German mathematician (1859–1937)

Ludwig Otto Hölder (December 22, 1859 – August 29, 1937) was a German mathematician born in Stuttgart.

==Early life and education==
Hölder was the youngest of three sons of professor Otto Hölder (1811–1890), and a grandson of professor Christian Gottlieb Hölder (1776–1847); his two brothers also became professors. He first studied at the Polytechnikum (which today is the University of Stuttgart) and then in 1877 went to Berlin where he was a student of Leopold Kronecker, Karl Weierstrass, and Ernst Kummer.

In 1877, he entered the University of Berlin and took his doctorate from the University of Tübingen in 1882. The title of his doctoral thesis was "Beiträge zur Potentialtheorie" ("Contributions to potential theory"). Following this, he went to the University of Leipzig but was unable to habilitate there, instead earning a second doctorate and habilitation at the University of Göttingen, both in 1884.

==Academic career and later life==
He was unable to get government approval for a faculty position in Göttingen, and instead was offered a position as extraordinary professor at Tübingen in 1889. Temporary mental incapacitation delayed his acceptance but he began working there in 1890. In 1899, he took the former chair of Sophus Lie as a full professor at the University of Leipzig. There he served as dean from 1912 to 1913, and as rector in 1918.

He married Helene, the daughter of a bank director and politician, in 1899. They had two sons and two daughters. His son Ernst Hölder became another mathematician, and his daughter Irmgard married mathematician Aurel Wintner.

In 1933, Hölder signed the Vow of allegiance of the Professors of the German Universities and High-Schools to Adolf Hitler and the National Socialistic State.
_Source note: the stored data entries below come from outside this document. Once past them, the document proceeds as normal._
use std::collections::HashMap;
use std::sync::{Arc, Mutex, RwLock};

use chrono::{DateTime, Utc};
use serde::{Deserialize, Serialize};

use crate::config::CoachConfig;
use crate::detector::WeaknessDetector;
use crate::recommend::RecommendationEngine;
use crate::skills::SkillAnalyzer;
use crate::store::MatchStore;
use crate::{CoachError, Result};

/// How many processed matches feed detector training on first load.
const TRAINING_CORPUS_LIMIT: usize = 1000;

#[derive(Debug, Clone, Copy, PartialEq, Eq, Hash, Serialize, Deserialize)]
#[serde(rename_all = "snake_case")]
pub enum ModelKind {
    WeaknessDetector,
    SkillAnalyzer,
    RecommendationEngine,
}

impl ModelKind {
    pub const ALL: [ModelKind; 3] = [
        ModelKind::WeaknessDetector,
        ModelKind::SkillAnalyzer,
        ModelKind::RecommendationEngine,
    ];

    pub fn as_str(&self) -> &'static str {
        match self {
            ModelKind::WeaknessDetector => "weakness_detector",
            ModelKind::SkillAnalyzer => "skill_analyzer",
            ModelKind::RecommendationEngine => "recommendation_engine",
        }
    }
}

/// A loaded model instance.
#[derive(Debug)]
pub enum Model {
    Detector(WeaknessDetector),
    Analyzer(SkillAnalyzer),
    Recommender(RecommendationEngine),
}

impl Model {
    pub fn detector(&self) -> Option<&WeaknessDetector> {
        match self {
            Model::Detector(d) => Some(d),
            _ => None,
        }
    }

    pub fn analyzer(&self) -> Option<&SkillAnalyzer> {
        match self {
            Model::Analyzer(a) => Some(a),
            _ => None,
        }
    }

    pub fn recommender(&self) -> Option<&RecommendationEngine> {
        match self {
            Model::Recommender(r) => Some(r),
            _ => None,
        }
    }
}

#[derive(Debug, Clone, PartialEq, Eq, Serialize, Deserialize)]
#[serde(rename_all = "snake_case")]
pub enum ModelStatus {
    Loaded,
    NotLoaded,
    Error(String),
}

/// Per-model health entry for the status operation. Construction success is
/// the health signal; no inference is run.
#[derive(Debug, Clone, Serialize, Deserialize)]
pub struct ModelHealth {
    pub model: ModelKind,
    pub status: ModelStatus,
    pub loaded_at: Option<DateTime<Utc>>,
}

#[derive(Debug, Clone, Copy, PartialEq, Eq, Serialize, Deserialize)]
#[serde(rename_all = "snake_case")]
pub enum SystemStatus {
    Healthy,
    Degraded,
    Critical,
}

#[derive(Debug, Clone)]
struct ModelMeta {
    loaded_at: DateTime<Utc>,
    status: ModelStatus,
}

/// Lazily-constructed, memoized model handles.
///
/// A plain struct handed to the service by the embedder — no process-global
/// state. The memo map sits behind a `RwLock` so inference reads never
/// contend; construction serializes on a separate mutex with a re-check
/// after acquisition (double-checked locking). A failed construction is
/// recorded but never memoized, so the next `get` retries.
pub struct ModelRegistry {
    config: CoachConfig,
    matches: Arc<dyn MatchStore>,
    models: RwLock<HashMap<ModelKind, Arc<Model>>>,
    build_lock: Mutex<()>,
    meta: Mutex<HashMap<ModelKind, ModelMeta>>,
}

impl ModelRegistry {
    pub fn new(config: CoachConfig, matches: Arc<dyn MatchStore>) -> Self {
        Self {
            config,
            matches,
            models: RwLock::new(HashMap::new()),
            build_lock: Mutex::new(()),
            meta: Mutex::new(HashMap::new()),
        }
    }

    /// Memoized handle for `kind`, constructing on first access.
    pub fn get(&self, kind: ModelKind) -> Result<Arc<Model>> {
        if let Some(model) = self.models.read().expect("registry lock poisoned").get(&kind) {
            return Ok(model.clone());
        }

        let _guard = self.build_lock.lock().expect("registry build lock poisoned");
        // Another request may have built it while we waited.
        if let Some(model) = self.models.read().expect("registry lock poisoned").get(&kind) {
            return Ok(model.clone());
        }

        let model = Arc::new(self.build(kind)?);
        self.models
            .write()
            .expect("registry lock poisoned")
            .insert(kind, model.clone());
        Ok(model)
    }

    /// Construct a model, recording load metadata either way. Holding only
    /// the build lock here keeps inference on already-loaded models running.
    fn build(&self, kind: ModelKind) -> Result<Model> {
        let result = match kind {
            ModelKind::WeaknessDetector => self.build_detector(),
            ModelKind::SkillAnalyzer => Ok(Model::Analyzer(SkillAnalyzer::new(&self.config))),
            ModelKind::RecommendationEngine => {
                Ok(Model::Recommender(RecommendationEngine::new()))
            }
        };

        let mut meta = self.meta.lock().expect("registry meta lock poisoned");
        match &result {
            Ok(_) => {
                log::info!("model {} loaded", kind.as_str());
                meta.insert(
                    kind,
                    ModelMeta { loaded_at: Utc::now(), status: ModelStatus::Loaded },
                );
            }
            Err(err) => {
                log::error!("model {} failed to load: {err}", kind.as_str());
                meta.insert(
                    kind,
                    ModelMeta {
                        loaded_at: Utc::now(),
                        status: ModelStatus::Error(err.to_string()),
                    },
                );
            }
        }
        result.map_err(|err| CoachError::ModelLoad {
            model: kind.as_str().to_string(),
            message: err.to_string(),
        })
    }

    fn build_detector(&self) -> Result<Model> {
        let corpus = self.matches.all_processed(TRAINING_CORPUS_LIMIT)?;
        let mut detector = WeaknessDetector::new(&self.config);
        detector.train(&corpus)?;
        Ok(Model::Detector(detector))
    }

    pub fn weakness_detector(&self) -> Result<Arc<Model>> {
        self.get(ModelKind::WeaknessDetector)
    }

    pub fn skill_analyzer(&self) -> Result<Arc<Model>> {
        self.get(ModelKind::SkillAnalyzer)
    }

    pub fn recommendation_engine(&self) -> Result<Arc<Model>> {
        self.get(ModelKind::RecommendationEngine)
    }

    /// Drop and rebuild one model (after a retraining event).
    pub fn reload(&self, kind: ModelKind) -> Result<Arc<Model>> {
        let _guard = self.build_lock.lock().expect("registry build lock poisoned");
        self.models.write().expect("registry lock poisoned").remove(&kind);
        self.meta.lock().expect("registry meta lock poisoned").remove(&kind);

        let model = Arc::new(self.build(kind)?);
        self.models
            .write()
            .expect("registry lock poisoned")
            .insert(kind, model.clone());
        log::info!("model {} reloaded", kind.as_str());
        Ok(model)
    }

    /// Rebuild every previously-loaded model; failures are logged and left
    /// unloaded for the next `get` to retry.
    pub fn reload_all(&self) {
        let loaded: Vec<ModelKind> = {
            let _guard = self.build_lock.lock().expect("registry build lock poisoned");
            let mut models = self.models.write().expect("registry lock poisoned");
            let kinds = models.keys().copied().collect();
            models.clear();
            self.meta.lock().expect("registry meta lock poisoned").clear();
            kinds
        };
        for kind in loaded {
            if let Err(err) = self.reload(kind) {
                log::error!("bulk reload of {} failed: {err}", kind.as_str());
            }
        }
    }

    /// Per-model status without invoking inference.
    pub fn health_check(&self) -> Vec<ModelHealth> {
        let models = self.models.read().expect("registry lock poisoned");
        let meta = self.meta.lock().expect("registry meta lock poisoned");
        ModelKind::ALL
            .iter()
            .map(|&kind| {
                let recorded = meta.get(&kind);
                let status = if models.contains_key(&kind) {
                    ModelStatus::Loaded
                } else {
                    match recorded.map(|m| &m.status) {
                        Some(ModelStatus::Error(msg)) => ModelStatus::Error(msg.clone()),
                        _ => ModelStatus::NotLoaded,
                    }
                };
                ModelHealth {
                    model: kind,
                    status,
                    loaded_at: recorded.map(|m| m.loaded_at),
                }
            })
            .collect()
    }

    pub fn system_status(healths: &[ModelHealth]) -> SystemStatus {
        let errors =
            healths.iter().filter(|h| matches!(h.status, ModelStatus::Error(_))).count();
        if errors == 0 {
            SystemStatus::Healthy
        } else if errors == healths.len() {
            SystemStatus::Critical
        } else {
            SystemStatus::Degraded
        }
    }
}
==Mathematical contributions==
Hölder's inequality, named for Hölder, was actually proven earlier by Leonard James Rogers. It is named for a paper in which Hölder, citing Rogers, reproves it; in turn, the same paper includes a proof of what is now called Jensen's inequality, with some side conditions that were later removed by Jensen.
Hölder is also noted for many other theorems including the Jordan–Hölder theorem, the theorem stating that every linearly ordered group that satisfies an Archimedean property is isomorphic to a subgroup of the additive group of real numbers, the classification of simple groups of order up to 200, the anomalous outer automorphisms of the symmetric group S_{6}, and Hölder's theorem, which implies that the Gamma function satisfies no algebraic differential equation. Another idea related to his name is the Hölder condition (or Hölder continuity), which is used in many areas of analysis, including the theories of partial differential equations and function spaces.